Есть такое убеждение, что литература если не больше, то раньше жизни. Дескать, сначала писатель придумывает - тип, город, страну, мир, а потом они случаются в жизни или, во всяком случае, им приходится соответствовать своему литературному воплощению.
Если это и преувеличение, то совсем небольшое. Слово обладает силой, как разрушительной, так и созидательной; литература как высшая форма организации слова является мощным и постоянным напоминанием об этой силе. Хотя бы потому, что она предлагает лучшие формулы на все случаи жизни - а человеку нужны такие формулы: как можно точнее и полнее выразить себя - его неотъемлемое право, фундаментальная свобода, видовая наследственная привилегия (потому, наверное, так остры и неразрешимы все языковые споры).

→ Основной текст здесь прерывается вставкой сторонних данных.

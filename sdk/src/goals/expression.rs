//! Success-criteria expressions
//!
//! On the wire every expression is a single-key JSON object whose key names
//! the expression kind, e.g. `{"isOpen": {"target": "Fridge_1", "value": true}}`.
//! In memory it is the [`Expression`] sum type, so a malformed or unknown tag
//! fails at decode time instead of surviving as an opaque map.

use serde::de::Error as _;
use serde::{Deserialize, Deserializer, Serialize, Serializer};
use serde_json::{json, Map, Value};
use std::fmt;
use std::str::FromStr;

use super::GoalError;

/// Identifier of an object instance in the scene, kept verbatim.
///
/// Wildcard suffix markers and instance numbers are not interpreted here;
/// cross-checking against the scene happens where missions are generated.
#[derive(Debug, Clone, PartialEq, Eq, Hash, PartialOrd, Ord, Serialize, Deserialize)]
#[serde(try_from = "String", into = "String")]
pub struct ObjectInstanceId(String);

impl ObjectInstanceId {
    pub fn new(id: impl Into<String>) -> Result<Self, GoalError> {
        let id = id.into();
        if id.trim().is_empty() {
            return Err(GoalError::EmptyObjectId);
        }
        Ok(Self(id))
    }

    pub fn as_str(&self) -> &str {
        &self.0
    }
}

impl TryFrom<String> for ObjectInstanceId {
    type Error = GoalError;

    fn try_from(value: String) -> Result<Self, Self::Error> {
        Self::new(value)
    }
}

impl From<ObjectInstanceId> for String {
    fn from(id: ObjectInstanceId) -> Self {
        id.0
    }
}

impl fmt::Display for ObjectInstanceId {
    fn fmt(&self, f: &mut fmt::Formatter<'_>) -> fmt::Result {
        f.write_str(&self.0)
    }
}

/// Boolean object properties the simulator can check
#[derive(Debug, Clone, Copy, PartialEq, Eq, Hash)]
pub enum BoolProperty {
    IsToggledOn,
    IsPickedUp,
    IsPowered,
    IsBroken,
    IsOpen,
    IsScanned,
    IsUsed,
    IsOverloaded,
    IsEmbiggenated,
    IsDirty,
    IsHot,
    IsCold,
    IsReceptacle,
    IsFullOfItems,
}

impl BoolProperty {
    pub const ALL: [BoolProperty; 14] = [
        BoolProperty::IsToggledOn,
        BoolProperty::IsPickedUp,
        BoolProperty::IsPowered,
        BoolProperty::IsBroken,
        BoolProperty::IsOpen,
        BoolProperty::IsScanned,
        BoolProperty::IsUsed,
        BoolProperty::IsOverloaded,
        BoolProperty::IsEmbiggenated,
        BoolProperty::IsDirty,
        BoolProperty::IsHot,
        BoolProperty::IsCold,
        BoolProperty::IsReceptacle,
        BoolProperty::IsFullOfItems,
    ];

    /// Key used for this property on the wire
    pub fn key(&self) -> &'static str {
        match self {
            BoolProperty::IsToggledOn => "isToggledOn",
            BoolProperty::IsPickedUp => "isPickedUp",
            BoolProperty::IsPowered => "isPowered",
            BoolProperty::IsBroken => "isBroken",
            BoolProperty::IsOpen => "isOpen",
            BoolProperty::IsScanned => "isScanned",
            BoolProperty::IsUsed => "isUsed",
            BoolProperty::IsOverloaded => "isOverloaded",
            BoolProperty::IsEmbiggenated => "isEmbiggenated",
            BoolProperty::IsDirty => "isDirty",
            BoolProperty::IsHot => "isHot",
            BoolProperty::IsCold => "isCold",
            BoolProperty::IsReceptacle => "IsReceptacle",
            BoolProperty::IsFullOfItems => "isFullOfItems",
        }
    }

    pub fn from_key(key: &str) -> Option<Self> {
        Self::ALL.into_iter().find(|property| property.key() == key)
    }
}

/// Fluids an object can be filled with
#[derive(Debug, Clone, Copy, PartialEq, Eq, Hash, Serialize, Deserialize)]
pub enum Fluid {
    Water,
    Milk,
    Coffee,
}

impl Fluid {
    pub fn as_str(&self) -> &'static str {
        match self {
            Fluid::Water => "Water",
            Fluid::Milk => "Milk",
            Fluid::Coffee => "Coffee",
        }
    }
}

impl FromStr for Fluid {
    type Err = GoalError;

    fn from_str(s: &str) -> Result<Self, Self::Err> {
        match s {
            "Water" => Ok(Fluid::Water),
            "Milk" => Ok(Fluid::Milk),
            "Coffee" => Ok(Fluid::Coffee),
            other => Err(GoalError::UnknownFluid(other.to_string())),
        }
    }
}

/// Colors produced by the color changer
#[derive(Debug, Clone, Copy, PartialEq, Eq, Hash, Serialize, Deserialize)]
pub enum Color {
    Red,
    Green,
    Blue,
}

impl Color {
    pub fn as_str(&self) -> &'static str {
        match self {
            Color::Red => "Red",
            Color::Green => "Green",
            Color::Blue => "Blue",
        }
    }
}

impl FromStr for Color {
    type Err = GoalError;

    fn from_str(s: &str) -> Result<Self, Self::Err> {
        match s {
            "Red" => Ok(Color::Red),
            "Green" => Ok(Color::Green),
            "Blue" => Ok(Color::Blue),
            other => Err(GoalError::UnknownColor(other.to_string())),
        }
    }
}

const TAG_CONTAINS: &str = "Contains";
const TAG_FILLED_WITH: &str = "isFilledWith";
const TAG_IN_RANGE: &str = "IsInRange";
const TAG_COLOR_CHANGED: &str = "ColorMetaDataChange";
const TAG_AND: &str = "AND";
const TAG_OR: &str = "OR";
const TAG_NOT: &str = "NOT";

/// A success-criteria expression tree.
///
/// Child order of `And`/`Or` is preserved through every transformation.
/// Single-child aggregates are kept as written.
#[derive(Debug, Clone, PartialEq)]
pub enum Expression {
    Bool {
        property: BoolProperty,
        target: ObjectInstanceId,
        value: bool,
    },
    Contains {
        container: ObjectInstanceId,
        contained: ObjectInstanceId,
    },
    FilledWith {
        target: ObjectInstanceId,
        fluid: Fluid,
    },
    InRange {
        target: ObjectInstanceId,
        distance: f64,
    },
    ColorChanged {
        target: ObjectInstanceId,
        color: Color,
    },
    And {
        children: Vec<Expression>,
    },
    Or {
        children: Vec<Expression>,
    },
    Not {
        child: Box<Expression>,
    },
}

impl Expression {
    pub fn bool(property: BoolProperty, target: ObjectInstanceId, value: bool) -> Self {
        Expression::Bool {
            property,
            target,
            value,
        }
    }

    pub fn contains(container: ObjectInstanceId, contained: ObjectInstanceId) -> Self {
        Expression::Contains {
            container,
            contained,
        }
    }

    /// Build a fill check; `fluid` must name a known [`Fluid`].
    pub fn filled_with(target: ObjectInstanceId, fluid: &str) -> Result<Self, GoalError> {
        Ok(Expression::FilledWith {
            target,
            fluid: fluid.parse()?,
        })
    }

    pub fn in_range(target: ObjectInstanceId, distance: f64) -> Result<Self, GoalError> {
        if !distance.is_finite() || distance < 0.0 {
            return Err(GoalError::InvalidDistance(distance));
        }
        Ok(Expression::InRange { target, distance })
    }

    pub fn color_changed(target: ObjectInstanceId, color: &str) -> Result<Self, GoalError> {
        Ok(Expression::ColorChanged {
            target,
            color: color.parse()?,
        })
    }

    pub fn and(children: Vec<Expression>) -> Result<Self, GoalError> {
        if children.is_empty() {
            return Err(GoalError::EmptyAggregate(TAG_AND));
        }
        Ok(Expression::And { children })
    }

    pub fn or(children: Vec<Expression>) -> Result<Self, GoalError> {
        if children.is_empty() {
            return Err(GoalError::EmptyAggregate(TAG_OR));
        }
        Ok(Expression::Or { children })
    }

    pub fn not(child: Expression) -> Self {
        Expression::Not {
            child: Box::new(child),
        }
    }

    /// Wire tag of this expression
    pub fn tag(&self) -> &'static str {
        match self {
            Expression::Bool { property, .. } => property.key(),
            Expression::Contains { .. } => TAG_CONTAINS,
            Expression::FilledWith { .. } => TAG_FILLED_WITH,
            Expression::InRange { .. } => TAG_IN_RANGE,
            Expression::ColorChanged { .. } => TAG_COLOR_CHANGED,
            Expression::And { .. } => TAG_AND,
            Expression::Or { .. } => TAG_OR,
            Expression::Not { .. } => TAG_NOT,
        }
    }

    /// Render the single-key wire object
    pub fn to_value(&self) -> Value {
        let body = match self {
            Expression::Bool { target, value, .. } => {
                json!({ "target": target.as_str(), "value": value, "message": "" })
            }
            Expression::Contains {
                container,
                contained,
            } => json!({
                "target": container.as_str(),
                "contains": contained.as_str(),
                "message": "",
                "anchorPoint": "",
            }),
            Expression::FilledWith { target, fluid } => {
                json!({ "target": target.as_str(), "fluid": fluid.as_str(), "message": "" })
            }
            Expression::InRange { target, distance } => {
                json!({ "target": target.as_str(), "value": distance, "message": "" })
            }
            Expression::ColorChanged { target, color } => {
                json!({ "target": target.as_str(), "colorvalue": color.as_str(), "message": "" })
            }
            Expression::And { children } | Expression::Or { children } => {
                json!({ "expressions": children.iter().map(Expression::to_value).collect::<Vec<_>>() })
            }
            Expression::Not { child } => {
                json!({ "expression": child.to_value(), "message": "" })
            }
        };

        let mut root = Map::with_capacity(1);
        root.insert(self.tag().to_string(), body);
        Value::Object(root)
    }

    /// Decode a single-key wire object. Unknown tags are rejected.
    pub fn from_value(value: &Value) -> Result<Self, GoalError> {
        let root = value
            .as_object()
            .ok_or_else(|| GoalError::MalformedExpression("expected a JSON object".into()))?;

        let mut entries = root.iter();
        let (tag, body) = match (entries.next(), entries.next()) {
            (Some(entry), None) => entry,
            _ => {
                return Err(GoalError::MalformedExpression(format!(
                    "expected exactly one key, found {}",
                    root.len()
                )))
            }
        };

        let body = body.as_object().ok_or_else(|| {
            GoalError::MalformedExpression(format!("body of '{}' is not an object", tag))
        })?;

        if let Some(property) = BoolProperty::from_key(tag) {
            return Ok(Expression::Bool {
                property,
                target: object_field(tag, body, "target")?,
                value: body.get("value").and_then(Value::as_bool).ok_or_else(|| {
                    GoalError::MalformedExpression(format!("'{}' needs a boolean value", tag))
                })?,
            });
        }

        match tag.as_str() {
            TAG_CONTAINS => Ok(Expression::Contains {
                container: object_field(tag, body, "target")?,
                contained: object_field(tag, body, "contains")?,
            }),
            TAG_FILLED_WITH => Ok(Expression::FilledWith {
                target: object_field(tag, body, "target")?,
                fluid: str_field(tag, body, "fluid")?.parse()?,
            }),
            TAG_IN_RANGE => {
                let distance = body.get("value").and_then(Value::as_f64).ok_or_else(|| {
                    GoalError::MalformedExpression(format!("'{}' needs a numeric value", tag))
                })?;
                Expression::in_range(object_field(tag, body, "target")?, distance)
            }
            TAG_COLOR_CHANGED => Ok(Expression::ColorChanged {
                target: object_field(tag, body, "target")?,
                color: str_field(tag, body, "colorvalue")?.parse()?,
            }),
            TAG_AND => Expression::and(children_field(tag, body)?),
            TAG_OR => Expression::or(children_field(tag, body)?),
            TAG_NOT => {
                let child = body.get("expression").ok_or_else(|| {
                    GoalError::MalformedExpression("'NOT' needs an expression".into())
                })?;
                Ok(Expression::not(Expression::from_value(child)?))
            }
            other => Err(GoalError::UnknownExpression(other.to_string())),
        }
    }
}

fn str_field<'a>(tag: &str, body: &'a Map<String, Value>, key: &str) -> Result<&'a str, GoalError> {
    body.get(key)
        .and_then(Value::as_str)
        .ok_or_else(|| GoalError::MalformedExpression(format!("'{}' needs a '{}' string", tag, key)))
}

fn object_field(
    tag: &str,
    body: &Map<String, Value>,
    key: &str,
) -> Result<ObjectInstanceId, GoalError> {
    ObjectInstanceId::new(str_field(tag, body, key)?)
}

fn children_field(tag: &str, body: &Map<String, Value>) -> Result<Vec<Expression>, GoalError> {
    body.get("expressions")
        .and_then(Value::as_array)
        .ok_or_else(|| GoalError::MalformedExpression(format!("'{}' needs an expressions list", tag)))?
        .iter()
        .map(Expression::from_value)
        .collect()
}

impl Serialize for Expression {
    fn serialize<S: Serializer>(&self, serializer: S) -> Result<S::Ok, S::Error> {
        self.to_value().serialize(serializer)
    }
}

impl<'de> Deserialize<'de> for Expression {
    fn deserialize<D: Deserializer<'de>>(deserializer: D) -> Result<Self, D::Error> {
        let raw = Value::deserialize(deserializer)?;
        Expression::from_value(&raw).map_err(D::Error::custom)
    }
}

Листая вирусные новости, я испытал моментальное, но сильное головокружение; но вовсе не страшные показатели заставили меня хвататься за край убегающего из кухни стола. Я на мгновение почувствовал то смятение, которое испытали лилипуты, когда нашли Гулливера. Вероятно, они даже не могли его всего сразу увидеть, так он был для них велик; но зато они понимали, что этот неохватный взглядом великан может сделать с ними все что ему угодно. Я, мы, человечество - мы сейчас лилипуты, которых посетил Гулливер; карантин - это те миллионы веревочек и колышков, которыми мы пытаемся удержать чудовище на месте, пока оно не совсем проснулось; выбиваясь из сил, мы будем кормить и поить монстра, чтобы умилостивить его; ужасаясь его убийственной мощи, мы, тем не менее, будем припадать к мониторам, не в силах оторваться от новостийных лент, завороженные непостижимостью и неукротимостью посетившего нас бедствия....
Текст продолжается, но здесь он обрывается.